DATA TO EXAMINE:

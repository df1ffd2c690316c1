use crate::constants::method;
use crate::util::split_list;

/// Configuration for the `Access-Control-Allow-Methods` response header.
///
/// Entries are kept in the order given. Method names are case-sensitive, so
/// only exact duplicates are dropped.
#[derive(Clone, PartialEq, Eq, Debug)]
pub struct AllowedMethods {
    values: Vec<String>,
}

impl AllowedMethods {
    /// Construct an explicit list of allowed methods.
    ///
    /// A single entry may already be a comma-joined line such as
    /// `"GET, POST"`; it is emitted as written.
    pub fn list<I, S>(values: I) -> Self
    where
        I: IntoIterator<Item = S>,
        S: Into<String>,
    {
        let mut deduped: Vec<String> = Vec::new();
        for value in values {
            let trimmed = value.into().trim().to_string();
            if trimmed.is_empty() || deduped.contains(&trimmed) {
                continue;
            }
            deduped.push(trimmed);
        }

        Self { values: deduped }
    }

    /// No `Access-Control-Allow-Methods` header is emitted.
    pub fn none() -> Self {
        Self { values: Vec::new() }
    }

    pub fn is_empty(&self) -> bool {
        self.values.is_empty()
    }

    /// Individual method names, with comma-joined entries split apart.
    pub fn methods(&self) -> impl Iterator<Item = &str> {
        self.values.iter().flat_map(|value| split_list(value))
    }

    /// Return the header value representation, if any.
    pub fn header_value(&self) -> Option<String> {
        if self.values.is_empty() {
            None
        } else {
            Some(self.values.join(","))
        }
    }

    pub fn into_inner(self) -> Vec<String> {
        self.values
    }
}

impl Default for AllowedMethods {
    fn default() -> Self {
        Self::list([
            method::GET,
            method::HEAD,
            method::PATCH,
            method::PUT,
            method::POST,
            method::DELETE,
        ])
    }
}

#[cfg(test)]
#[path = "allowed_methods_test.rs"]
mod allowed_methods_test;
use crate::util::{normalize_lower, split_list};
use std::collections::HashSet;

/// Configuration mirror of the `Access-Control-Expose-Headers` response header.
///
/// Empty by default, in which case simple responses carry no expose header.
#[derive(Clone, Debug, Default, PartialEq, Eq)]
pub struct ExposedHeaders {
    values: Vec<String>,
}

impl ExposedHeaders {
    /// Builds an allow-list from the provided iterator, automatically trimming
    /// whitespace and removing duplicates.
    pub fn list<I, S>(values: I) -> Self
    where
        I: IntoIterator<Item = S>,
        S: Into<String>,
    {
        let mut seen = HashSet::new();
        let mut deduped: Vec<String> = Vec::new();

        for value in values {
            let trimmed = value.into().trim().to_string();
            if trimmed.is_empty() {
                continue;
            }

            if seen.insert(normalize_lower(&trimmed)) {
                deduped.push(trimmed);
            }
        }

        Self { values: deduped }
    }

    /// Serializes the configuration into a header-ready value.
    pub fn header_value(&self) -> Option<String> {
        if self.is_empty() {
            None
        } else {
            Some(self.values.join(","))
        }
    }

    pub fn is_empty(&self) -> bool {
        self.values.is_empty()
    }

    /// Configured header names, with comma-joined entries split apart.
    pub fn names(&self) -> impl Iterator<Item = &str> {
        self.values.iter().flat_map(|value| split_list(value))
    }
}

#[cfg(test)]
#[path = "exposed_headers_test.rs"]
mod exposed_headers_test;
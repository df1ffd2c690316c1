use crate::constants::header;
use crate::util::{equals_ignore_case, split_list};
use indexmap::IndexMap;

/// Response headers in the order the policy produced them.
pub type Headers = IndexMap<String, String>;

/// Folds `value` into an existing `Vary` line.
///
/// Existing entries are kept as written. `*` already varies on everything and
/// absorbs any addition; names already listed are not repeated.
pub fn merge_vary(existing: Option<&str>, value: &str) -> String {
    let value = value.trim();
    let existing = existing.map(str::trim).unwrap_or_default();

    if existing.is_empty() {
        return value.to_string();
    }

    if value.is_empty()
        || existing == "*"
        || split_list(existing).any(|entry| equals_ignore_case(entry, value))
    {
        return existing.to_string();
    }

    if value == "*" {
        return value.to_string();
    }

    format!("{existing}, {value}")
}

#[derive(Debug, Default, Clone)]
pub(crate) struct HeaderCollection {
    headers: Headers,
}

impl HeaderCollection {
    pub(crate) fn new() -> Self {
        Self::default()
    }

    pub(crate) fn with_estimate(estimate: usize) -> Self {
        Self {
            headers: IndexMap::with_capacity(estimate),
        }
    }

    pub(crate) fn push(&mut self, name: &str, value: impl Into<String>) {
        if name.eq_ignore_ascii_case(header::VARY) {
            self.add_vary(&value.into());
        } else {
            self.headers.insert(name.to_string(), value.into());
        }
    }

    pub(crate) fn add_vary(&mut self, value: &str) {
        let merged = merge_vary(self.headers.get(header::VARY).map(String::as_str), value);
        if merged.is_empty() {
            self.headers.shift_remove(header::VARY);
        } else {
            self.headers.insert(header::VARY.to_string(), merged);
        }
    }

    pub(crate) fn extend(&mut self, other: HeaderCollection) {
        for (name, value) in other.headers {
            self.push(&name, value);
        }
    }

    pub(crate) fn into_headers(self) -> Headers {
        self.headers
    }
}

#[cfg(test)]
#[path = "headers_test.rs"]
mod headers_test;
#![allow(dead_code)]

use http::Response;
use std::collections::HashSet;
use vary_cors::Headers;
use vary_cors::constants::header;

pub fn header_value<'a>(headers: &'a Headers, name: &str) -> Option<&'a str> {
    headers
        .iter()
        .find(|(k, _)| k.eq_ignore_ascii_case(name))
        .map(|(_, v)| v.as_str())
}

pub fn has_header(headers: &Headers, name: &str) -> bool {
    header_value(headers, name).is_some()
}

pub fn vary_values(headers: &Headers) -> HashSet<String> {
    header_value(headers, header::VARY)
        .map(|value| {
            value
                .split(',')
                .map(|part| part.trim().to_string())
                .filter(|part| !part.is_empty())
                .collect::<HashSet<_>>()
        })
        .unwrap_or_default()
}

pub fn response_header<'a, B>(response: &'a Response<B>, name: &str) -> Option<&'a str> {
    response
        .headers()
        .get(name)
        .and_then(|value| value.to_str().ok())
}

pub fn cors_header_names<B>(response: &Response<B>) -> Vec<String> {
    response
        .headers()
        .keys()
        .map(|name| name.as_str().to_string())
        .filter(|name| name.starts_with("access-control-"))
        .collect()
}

GOAL OF THE EXERCISE:
Output the full listing exactly, please.

ANSWER SECTION:
repository df1ffd2c690316c1
use crate::constants::method;
use crate::util::split_list;

/// Configuration for the `Access-Control-Allow-Methods` response header.
///
/// Entries are kept in the order given. Method names are case-sensitive, so
/// only exact duplicates are dropped.
#[derive(Clone, PartialEq, Eq, Debug)]
pub struct AllowedMethods {
    values: Vec<String>,
}

impl AllowedMethods {
    /// Construct an explicit list of allowed methods.
    ///
    /// A single entry may already be a comma-joined line such as
    /// `"GET, POST"`; it is emitted as written.
    pub fn list<I, S>(values: I) -> Self
    where
        I: IntoIterator<Item = S>,
        S: Into<String>,
    {
        let mut deduped: Vec<String> = Vec::new();
        for value in values {
            let trimmed = value.into().trim().to_string();
            if trimmed.is_empty() || deduped.contains(&trimmed) {
                continue;
            }
            deduped.push(trimmed);
        }

        Self { values: deduped }
    }

    /// No `Access-Control-Allow-Methods` header is emitted.
    pub fn none() -> Self {
        Self { values: Vec::new() }
    }

    pub fn is_empty(&self) -> bool {
        self.values.is_empty()
    }

    /// Individual method names, with comma-joined entries split apart.
    pub fn methods(&self) -> impl Iterator<Item = &str> {
        self.values.iter().flat_map(|value| split_list(value))
    }

    /// Return the header value representation, if any.
    pub fn header_value(&self) -> Option<String> {
        if self.values.is_empty() {
            None
        } else {
            Some(self.values.join(","))
        }
    }

    pub fn into_inner(self) -> Vec<String> {
        self.values
    }
}

impl Default for AllowedMethods {
    fn default() -> Self {
        Self::list([
            method::GET,
            method::HEAD,
            method::PATCH,
            method::PUT,
            method::POST,
            method::DELETE,
        ])
    }
}

#[cfg(test)]
#[path = "allowed_methods_test.rs"]
mod allowed_methods_test;
use crate::util::{normalize_lower, split_list};
use std::collections::HashSet;

/// Configuration mirror of the `Access-Control-Expose-Headers` response header.
///
/// Empty by default, in which case simple responses carry no expose header.
#[derive(Clone, Debug, Default, PartialEq, Eq)]
pub struct ExposedHeaders {
    values: Vec<String>,
}

impl ExposedHeaders {
    /// Builds an allow-list from the provided iterator, automatically trimming
    /// whitespace and removing duplicates.
    pub fn list<I, S>(values: I) -> Self
    where
        I: IntoIterator<Item = S>,
        S: Into<String>,
    {
        let mut seen = HashSet::new();
        let mut deduped: Vec<String> = Vec::new();

        for value in values {
            let trimmed = value.into().trim().to_string();
            if trimmed.is_empty() {
                continue;
            }

            if seen.insert(normalize_lower(&trimmed)) {
                deduped.push(trimmed);
            }
        }

        Self { values: deduped }
    }

    /// Serializes the configuration into a header-ready value.
    pub fn header_value(&self) -> Option<String> {
        if self.is_empty() {
            None
        } else {
            Some(self.values.join(","))
        }
    }

    pub fn is_empty(&self) -> bool {
        self.values.is_empty()
    }

    /// Configured header names, with comma-joined entries split apart.
    pub fn names(&self) -> impl Iterator<Item = &str> {
        self.values.iter().flat_map(|value| split_list(value))
    }
}

#[cfg(test)]
#[path = "exposed_headers_test.rs"]
mod exposed_headers_test;
repository df1ffd2c690316c1
use crate::constants::header;
use crate::util::{equals_ignore_case, split_list};
use indexmap::IndexMap;

/// Response headers in the order the policy produced them.
pub type Headers = IndexMap<String, String>;

/// Folds `value` into an existing `Vary` line.
///
/// Existing entries are kept as written. `*` already varies on everything and
/// absorbs any addition; names already listed are not repeated.
pub fn merge_vary(existing: Option<&str>, value: &str) -> String {
    let value = value.trim();
    let existing = existing.map(str::trim).unwrap_or_default();

    if existing.is_empty() {
        return value.to_string();
    }

    if value.is_empty()
        || existing == "*"
        || split_list(existing).any(|entry| equals_ignore_case(entry, value))
    {
        return existing.to_string();
    }

    if value == "*" {
        return value.to_string();
    }

    format!("{existing}, {value}")
}

#[derive(Debug, Default, Clone)]
pub(crate) struct HeaderCollection {
    headers: Headers,
}

impl HeaderCollection {
    pub(crate) fn new() -> Self {
        Self::default()
    }

    pub(crate) fn with_estimate(estimate: usize) -> Self {
        Self {
            headers: IndexMap::with_capacity(estimate),
        }
    }

    pub(crate) fn push(&mut self, name: &str, value: impl Into<String>) {
        if name.eq_ignore_ascii_case(header::VARY) {
            self.add_vary(&value.into());
        } else {
            self.headers.insert(name.to_string(), value.into());
        }
    }

    pub(crate) fn add_vary(&mut self, value: &str) {
        let merged = merge_vary(self.headers.get(header::VARY).map(String::as_str), value);
        if merged.is_empty() {
            self.headers.shift_remove(header::VARY);
        } else {
            self.headers.insert(header::VARY.to_string(), merged);
        }
    }

    pub(crate) fn extend(&mut self, other: HeaderCollection) {
        for (name, value) in other.headers {
            self.push(&name, value);
        }
    }

    pub(crate) fn into_headers(self) -> Headers {
        self.headers
    }
}

#[cfg(test)]
#[path = "headers_test.rs"]
mod headers_test;
#![allow(dead_code)]

use http::Response;
use std::collections::HashSet;
use vary_cors::Headers;
use vary_cors::constants::header;

pub fn header_value<'a>(headers: &'a Headers, name: &str) -> Option<&'a str> {
    headers
        .iter()
        .find(|(k, _)| k.eq_ignore_ascii_case(name))
        .map(|(_, v)| v.as_str())
}

pub fn has_header(headers: &Headers, name: &str) -> bool {
    header_value(headers, name).is_some()
}

pub fn vary_values(headers: &Headers) -> HashSet<String> {
    header_value(headers, header::VARY)
        .map(|value| {
            value
                .split(',')
                .map(|part| part.trim().to_string())
                .filter(|part| !part.is_empty())
                .collect::<HashSet<_>>()
        })
        .unwrap_or_default()
}

pub fn response_header<'a, B>(response: &'a Response<B>, name: &str) -> Option<&'a str> {
    response
        .headers()
        .get(name)
        .and_then(|value| value.to_str().ok())
}

pub fn cors_header_names<B>(response: &Response<B>) -> Vec<String> {
    response
        .headers()
        .keys()
        .map(|name| name.as_str().to_string())
        .filter(|name| name.starts_with("access-control-"))
        .collect()
}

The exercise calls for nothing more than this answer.